Look, most of the big summer movies are either dumb, dumbed down or both. Inception doesn’t have to be perfect to be better than almost anything else; it really just has to be the opposite. But it’s almost perfect, embracing both creativity and imagination in an era that often seems to value neither.
In Inception’s world, a person’s dreams can be entered by an outsider, and Cobb (Leonardo DiCaprio) and Arthur (Joseph Gordon-Levitt) are extractors, thieves who steal secrets out of the minds of corporate executives for the competition. It’s heady stuff, but Nolan makes it work by implanting simple truths into our brains and touching on the all-too-familiar sensations we enjoy as we begin to dream, and when we wake up, and the strange feelings we can’t quite pinpoint but we’ve all experienced that occur when we come out of a dream that felt so real that we have to remember that we’re back in our own world and no longer skating through our subconscious.

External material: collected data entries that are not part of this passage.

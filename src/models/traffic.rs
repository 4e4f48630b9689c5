//! Transit traffic snapshot model

use serde::{Deserialize, Serialize};

use super::SnapshotSource;

const BASE_PUNCTUALITY_RATE: f64 = 94.2;
const NO_STATION_PUNCTUALITY_RATE: f64 = 94.0;
const MIN_PUNCTUALITY_RATE: f64 = 70.0;
/// Punctuality points lost when every station reports a delay
const DELAYED_STATION_PENALTY: f64 = 10.0;
/// Punctuality points lost per active disruption
const DISRUPTION_PENALTY: f64 = 5.0;
/// Average delay reported when nothing is delayed
const BASELINE_DELAY_MINUTES: f64 = 1.0;

#[derive(Debug, Clone, Copy, PartialEq, Eq, Serialize, Deserialize, Default)]
#[serde(rename_all = "snake_case")]
pub enum OperationalStatus {
    #[default]
    Operational,
    Delayed,
}

#[derive(Debug, Clone, Copy, PartialEq, Eq, Serialize, Deserialize, Default)]
#[serde(rename_all = "snake_case")]
pub enum Severity {
    Low,
    #[default]
    Medium,
    High,
}

/// Status of a single station
#[derive(Debug, Clone, PartialEq, Serialize, Deserialize)]
pub struct StationStatus {
    pub name: String,
    #[serde(default)]
    pub line: String,
    #[serde(default)]
    pub status: OperationalStatus,
    #[serde(default)]
    pub delay_minutes: u32,
    /// Congestion relative to a normal day (100 = normal)
    #[serde(default = "default_congestion_index")]
    pub congestion_index: f64,
}

/// An active service interruption on a transit line
#[derive(Debug, Clone, PartialEq, Serialize, Deserialize)]
pub struct Disruption {
    pub line: String,
    #[serde(default)]
    pub station: Option<String>,
    #[serde(default)]
    pub severity: Severity,
    #[serde(default)]
    pub estimated_delay_minutes: u32,
}

/// Transit system state at a point in time
#[derive(Debug, Clone, PartialEq, Serialize, Deserialize)]
pub struct TrafficSnapshot {
    #[serde(default)]
    pub stations: Vec<StationStatus>,
    #[serde(default)]
    pub disruptions: Vec<Disruption>,
    /// Share of services running on time, in percent
    #[serde(default = "default_punctuality_rate")]
    pub punctuality_rate: f64,
    #[serde(default = "default_average_delay")]
    pub average_delay_minutes: f64,
    #[serde(default)]
    pub source: SnapshotSource,
}

fn default_congestion_index() -> f64 {
    100.0
}

fn default_punctuality_rate() -> f64 {
    NO_STATION_PUNCTUALITY_RATE
}

fn default_average_delay() -> f64 {
    BASELINE_DELAY_MINUTES
}

impl StationStatus {
    #[must_use]
    pub fn operational<S: Into<String>, L: Into<String>>(name: S, line: L) -> Self {
        Self {
            name: name.into(),
            line: line.into(),
            status: OperationalStatus::Operational,
            delay_minutes: 0,
            congestion_index: default_congestion_index(),
        }
    }

    #[must_use]
    pub fn delayed<S: Into<String>, L: Into<String>>(name: S, line: L, delay_minutes: u32) -> Self {
        Self {
            status: OperationalStatus::Delayed,
            delay_minutes,
            ..Self::operational(name, line)
        }
    }
}

impl Disruption {
    #[must_use]
    pub fn new<S: Into<String>>(line: S, severity: Severity, estimated_delay_minutes: u32) -> Self {
        Self {
            line: line.into(),
            station: None,
            severity,
            estimated_delay_minutes,
        }
    }
}

impl Default for TrafficSnapshot {
    fn default() -> Self {
        Self::from_observations(Vec::new(), Vec::new())
    }
}

impl TrafficSnapshot {
    /// Build a snapshot and derive its aggregate punctuality and delay figures
    #[must_use]
    pub fn from_observations(stations: Vec<StationStatus>, disruptions: Vec<Disruption>) -> Self {
        let punctuality_rate = punctuality_rate(&stations, &disruptions);
        let average_delay_minutes = average_delay(&stations, &disruptions);

        Self {
            stations,
            disruptions,
            punctuality_rate,
            average_delay_minutes,
            source: SnapshotSource::Live,
        }
    }

    /// Snapshot used when no provider could answer
    #[must_use]
    pub fn fallback() -> Self {
        Self {
            stations: vec![StationStatus::operational("Tokyo Station", "JR Yamanote")],
            disruptions: Vec::new(),
            punctuality_rate: 94.0,
            average_delay_minutes: 1.5,
            source: SnapshotSource::Fallback,
        }
    }

    #[must_use]
    pub fn has_disruptions(&self) -> bool {
        !self.disruptions.is_empty()
    }

    #[must_use]
    pub fn is_fallback(&self) -> bool {
        self.source == SnapshotSource::Fallback
    }
}

fn punctuality_rate(stations: &[StationStatus], disruptions: &[Disruption]) -> f64 {
    if stations.is_empty() {
        return NO_STATION_PUNCTUALITY_RATE;
    }

    let delayed = stations.iter().filter(|s| s.delay_minutes > 0).count();
    let delayed_share = delayed as f64 / stations.len() as f64;
    let penalty =
        delayed_share * DELAYED_STATION_PENALTY + disruptions.len() as f64 * DISRUPTION_PENALTY;

    (BASE_PUNCTUALITY_RATE - penalty).max(MIN_PUNCTUALITY_RATE)
}

fn average_delay(stations: &[StationStatus], disruptions: &[Disruption]) -> f64 {
    let delays: Vec<u32> = stations
        .iter()
        .map(|s| s.delay_minutes)
        .filter(|&d| d > 0)
        .chain(disruptions.iter().map(|d| d.estimated_delay_minutes))
        .collect();

    if delays.is_empty() {
        return BASELINE_DELAY_MINUTES;
    }

    delays.iter().map(|&d| f64::from(d)).sum::<f64>() / delays.len() as f64
}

Like dreams, Inception uses plot devices that feel oddly familiar. But though it has all the hallmarks of a heist movie, it’s actually a con-artist film, and the biggest con man of them all is Nolan himself, because you never know if what you’re seeing is the truth or something that simply resembles it.
Cobb has to pull one last big dream caper so he can return to his life and his children. That means he has to assemble a team of experts, including the dream architect Ariadne (Ellen Page), the legendary forger Eames (scene stealer Tom Hardy), the chemist Yusef (Dileep Rao) and Saito (Ken Watanabe), the businessman who commissioned the job with an offer to give Cobb his life back.
The job is this: They must implant an idea into the head of Robert Fischer Jr. (Cillian Murphy), a young executive who will soon control the world’s largest energy company.
Now, extraction is one thing—implantation, or inception, is something else entirely. This means kidnapping him, sedating him and entering the inner sanctum of his subconscious. But there’s a hitch, and it’s one that only Ariadne has sorted out. Cobb, you see, is a fractured man who spends far too much time dreaming, desperately clutching onto the memories of his wife, Mal (Marion Cotillard)—so much so that her presence in his subconscious is a liability. She can always show up out of nowhere to destroy his work. Is she real? Is she only in his subconscious? Is she dead, alive or actually awake in another reality? Or is everything we see one of Cobb’s dreams?
In Inception, Nolan plays with our grasp on reality in the same way he did in Memento, but it’s even more calibrated and calculating. It’s as if he’s pulling back the curtain on the film’s structure, unveiling the inner workings, as the intertwining gears mesh together. But it’s still amazing to see all of the dreamscape realities exist simultaneously, each built upon one another, like a psychic version of Russian tea dolls. M.C. Escher has nothing on Nolan, who’s created gorgeous imagery that is as captivating as the story itself.
Dreams, as we know, are unreliable narrators, and as Inception delves into dreams within dreams within dreams, where time exists on different planes and death means a permanent psychic limbo, it becomes reasonable to distrust what we have been presented with as a true reality.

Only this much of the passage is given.